[Saved entries]

——————

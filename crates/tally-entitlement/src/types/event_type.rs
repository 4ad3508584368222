//! The [`EventType`] discriminator for entitlement events.
//!
//! Each variant serializes to the upper-case string stored in the
//! `subscription_events.event_type` column.

use serde::{Deserialize, Serialize};
use std::fmt;
use std::str::FromStr;

/// Kind of transition an entitlement event records.
#[derive(Clone, Copy, Debug, PartialEq, Eq, Hash, PartialOrd, Ord, Serialize, Deserialize)]
#[serde(rename_all = "SCREAMING_SNAKE_CASE")]
pub enum EventType {
    /// Subscription created.
    Create,
    /// Subscription re-created after expiring.
    Recreate,
    /// Move to the next phase of the current plan.
    Phase,
    /// Switch to another plan.
    PlanChange,
    /// End the subscription.
    Cancel,
    /// Withdraw a pending cancel.
    Uncancel,
    /// Imported from another system.
    Migrate,
}

/// Every variant, in declaration order.
pub const ALL_EVENT_TYPES: [EventType; 7] = [
    EventType::Create,
    EventType::Recreate,
    EventType::Phase,
    EventType::PlanChange,
    EventType::Cancel,
    EventType::Uncancel,
    EventType::Migrate,
];

impl EventType {
    /// Canonical string form (e.g. `"PLAN_CHANGE"`).
    #[must_use]
    pub fn as_str(self) -> &'static str {
        match self {
            Self::Create => "CREATE",
            Self::Recreate => "RECREATE",
            Self::Phase => "PHASE",
            Self::PlanChange => "PLAN_CHANGE",
            Self::Cancel => "CANCEL",
            Self::Uncancel => "UNCANCEL",
            Self::Migrate => "MIGRATE",
        }
    }

    /// Whether a pending event of this type on a base subscription can
    /// invalidate its add-ons.
    #[must_use]
    pub fn is_pivot(self) -> bool {
        matches!(self, Self::Cancel | Self::PlanChange)
    }
}

impl fmt::Display for EventType {
    fn fmt(&self, f: &mut fmt::Formatter<'_>) -> fmt::Result {
        f.write_str(self.as_str())
    }
}

impl FromStr for EventType {
    type Err = String;

    fn from_str(s: &str) -> std::result::Result<Self, Self::Err> {
        serde_json::from_value(serde_json::Value::String(s.to_owned()))
            .map_err(|_| format!("unknown event type: {s}"))
    }
}
//! Change notification through a transactional outbox.
//!
//! Messages are posted on the writing connection, so a rolled-back write
//! never leaves a message behind. Post failures are logged and swallowed:
//! the timeline write still commits.

use std::sync::Arc;

use chrono::{DateTime, Utc};
use rusqlite::Connection;
use tally_core::{AccountId, BundleId, CallContext};
use tracing::{debug, warn};

use crate::errors::BusError;
use crate::sqlite::repositories::BusEventRepo;
use crate::types::{BusEvent, EntitlementEvent};

/// Publish channel accepting messages inside the caller's transaction.
pub trait EventBus: Send + Sync {
    /// Post `event` through `conn`.
    fn post_from_transaction(
        &self,
        conn: &Connection,
        event: &BusEvent,
        ctx: &CallContext,
        now: DateTime<Utc>,
    ) -> Result<(), BusError>;
}

/// Outbox stored in the `bus_events` table of the entitlement database.
#[derive(Clone, Copy, Debug, Default)]
pub struct SqliteOutboxBus;

impl EventBus for SqliteOutboxBus {
    fn post_from_transaction(
        &self,
        conn: &Connection,
        event: &BusEvent,
        ctx: &CallContext,
        now: DateTime<Utc>,
    ) -> Result<(), BusError> {
        let _ = BusEventRepo::insert(conn, event, ctx, now)?;
        Ok(())
    }
}

/// Best-effort publisher of change notifications.
#[derive(Clone)]
pub struct ChangeNotifier {
    bus: Arc<dyn EventBus>,
}

impl ChangeNotifier {
    /// Notifier posting on `bus`.
    pub fn new(bus: Arc<dyn EventBus>) -> Self {
        Self { bus }
    }

    /// Announce `event` on a subscription of `bundle_id`.
    pub fn publish_requested_change(
        &self,
        conn: &Connection,
        bundle_id: &BundleId,
        event: &EntitlementEvent,
        ctx: &CallContext,
        now: DateTime<Utc>,
    ) {
        let message = BusEvent::requested_change(bundle_id, event, ctx.user_token);
        self.post(conn, &message, ctx, now);
    }

    /// Announce a repair of `bundle_id`.
    pub fn publish_repair(
        &self,
        conn: &Connection,
        account_id: &AccountId,
        bundle_id: &BundleId,
        ctx: &CallContext,
        now: DateTime<Utc>,
    ) {
        let message = BusEvent::RepairEntitlement {
            account_id: account_id.clone(),
            bundle_id: bundle_id.clone(),
            effective_date: now,
            user_token: ctx.user_token,
        };
        self.post(conn, &message, ctx, now);
    }

    fn post(&self, conn: &Connection, message: &BusEvent, ctx: &CallContext, now: DateTime<Utc>) {
        match self.bus.post_from_transaction(conn, message, ctx, now) {
            Ok(()) => debug!(
                kind = message.kind(),
                user_token = %ctx.user_token,
                "posted change notification"
            ),
            Err(e) => warn!(
                kind = message.kind(),
                user_token = %ctx.user_token,
                error = %e,
                "failed to post change notification"
            ),
        }
    }
}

——————

# About this exercise
The data given before this task must be transcribed exactly and in full.

# Solution to the exercise
filename crates/tally-entitlement/src/types/event_type.rs
repository 4ad3508584368222
//! The [`EventType`] discriminator for entitlement events.
//!
//! Each variant serializes to the upper-case string stored in the
//! `subscription_events.event_type` column.

use serde::{Deserialize, Serialize};
use std::fmt;
use std::str::FromStr;

/// Kind of transition an entitlement event records.
#[derive(Clone, Copy, Debug, PartialEq, Eq, Hash, PartialOrd, Ord, Serialize, Deserialize)]
#[serde(rename_all = "SCREAMING_SNAKE_CASE")]
pub enum EventType {
    /// Subscription created.
    Create,
    /// Subscription re-created after expiring.
    Recreate,
    /// Move to the next phase of the current plan.
    Phase,
    /// Switch to another plan.
    PlanChange,
    /// End the subscription.
    Cancel,
    /// Withdraw a pending cancel.
    Uncancel,
    /// Imported from another system.
    Migrate,
}

/// Every variant, in declaration order.
pub const ALL_EVENT_TYPES: [EventType; 7] = [
    EventType::Create,
    EventType::Recreate,
    EventType::Phase,
    EventType::PlanChange,
    EventType::Cancel,
    EventType::Uncancel,
    EventType::Migrate,
];

impl EventType {
    /// Canonical string form (e.g. `"PLAN_CHANGE"`).
    #[must_use]
    pub fn as_str(self) -> &'static str {
        match self {
            Self::Create => "CREATE",
            Self::Recreate => "RECREATE",
            Self::Phase => "PHASE",
            Self::PlanChange => "PLAN_CHANGE",
            Self::Cancel => "CANCEL",
            Self::Uncancel => "UNCANCEL",
            Self::Migrate => "MIGRATE",
        }
    }

    /// Whether a pending event of this type on a base subscription can
    /// invalidate its add-ons.
    #[must_use]
    pub fn is_pivot(self) -> bool {
        matches!(self, Self::Cancel | Self::PlanChange)
    }
}

impl fmt::Display for EventType {
    fn fmt(&self, f: &mut fmt::Formatter<'_>) -> fmt::Result {
        f.write_str(self.as_str())
    }
}

impl FromStr for EventType {
    type Err = String;

    fn from_str(s: &str) -> std::result::Result<Self, Self::Err> {
        serde_json::from_value(serde_json::Value::String(s.to_owned()))
            .map_err(|_| format!("unknown event type: {s}"))
    }
}
//! Change notification through a transactional outbox.
//!
//! Messages are posted on the writing connection, so a rolled-back write
//! never leaves a message behind. Post failures are logged and swallowed:
//! the timeline write still commits.

use std::sync::Arc;

use chrono::{DateTime, Utc};
use rusqlite::Connection;
use tally_core::{AccountId, BundleId, CallContext};
use tracing::{debug, warn};

use crate::errors::BusError;
use crate::sqlite::repositories::BusEventRepo;
use crate::types::{BusEvent, EntitlementEvent};

/// Publish channel accepting messages inside the caller's transaction.
pub trait EventBus: Send + Sync {
    /// Post `event` through `conn`.
    fn post_from_transaction(
        &self,
        conn: &Connection,
        event: &BusEvent,
        ctx: &CallContext,
        now: DateTime<Utc>,
    ) -> Result<(), BusError>;
}

/// Outbox stored in the `bus_events` table of the entitlement database.
#[derive(Clone, Copy, Debug, Default)]
pub struct SqliteOutboxBus;

impl EventBus for SqliteOutboxBus {
    fn post_from_transaction(
        &self,
        conn: &Connection,
        event: &BusEvent,
        ctx: &CallContext,
        now: DateTime<Utc>,
    ) -> Result<(), BusError> {
        let _ = BusEventRepo::insert(conn, event, ctx, now)?;
        Ok(())
    }
}

/// Best-effort publisher of change notifications.
#[derive(Clone)]
pub struct ChangeNotifier {
    bus: Arc<dyn EventBus>,
}

impl ChangeNotifier {
    /// Notifier posting on `bus`.
    pub fn new(bus: Arc<dyn EventBus>) -> Self {
        Self { bus }
    }

    /// Announce `event` on a subscription of `bundle_id`.
    pub fn publish_requested_change(
        &self,
        conn: &Connection,
        bundle_id: &BundleId,
        event: &EntitlementEvent,
        ctx: &CallContext,
        now: DateTime<Utc>,
    ) {
        let message = BusEvent::requested_change(bundle_id, event, ctx.user_token);
        self.post(conn, &message, ctx, now);
    }

    /// Announce a repair of `bundle_id`.
    pub fn publish_repair(
        &self,
        conn: &Connection,
        account_id: &AccountId,
        bundle_id: &BundleId,
        ctx: &CallContext,
        now: DateTime<Utc>,
    ) {
        let message = BusEvent::RepairEntitlement {
            account_id: account_id.clone(),
            bundle_id: bundle_id.clone(),
            effective_date: now,
            user_token: ctx.user_token,
        };
        self.post(conn, &message, ctx, now);
    }

    fn post(&self, conn: &Connection, message: &BusEvent, ctx: &CallContext, now: DateTime<Utc>) {
        match self.bus.post_from_transaction(conn, message, ctx, now) {
            Ok(()) => debug!(
                kind = message.kind(),
                user_token = %ctx.user_token,
                "posted change notification"
            ),
            Err(e) => warn!(
                kind = message.kind(),
                user_token = %ctx.user_token,
                error = %e,
                "failed to post change notification"
            ),
        }
    }
}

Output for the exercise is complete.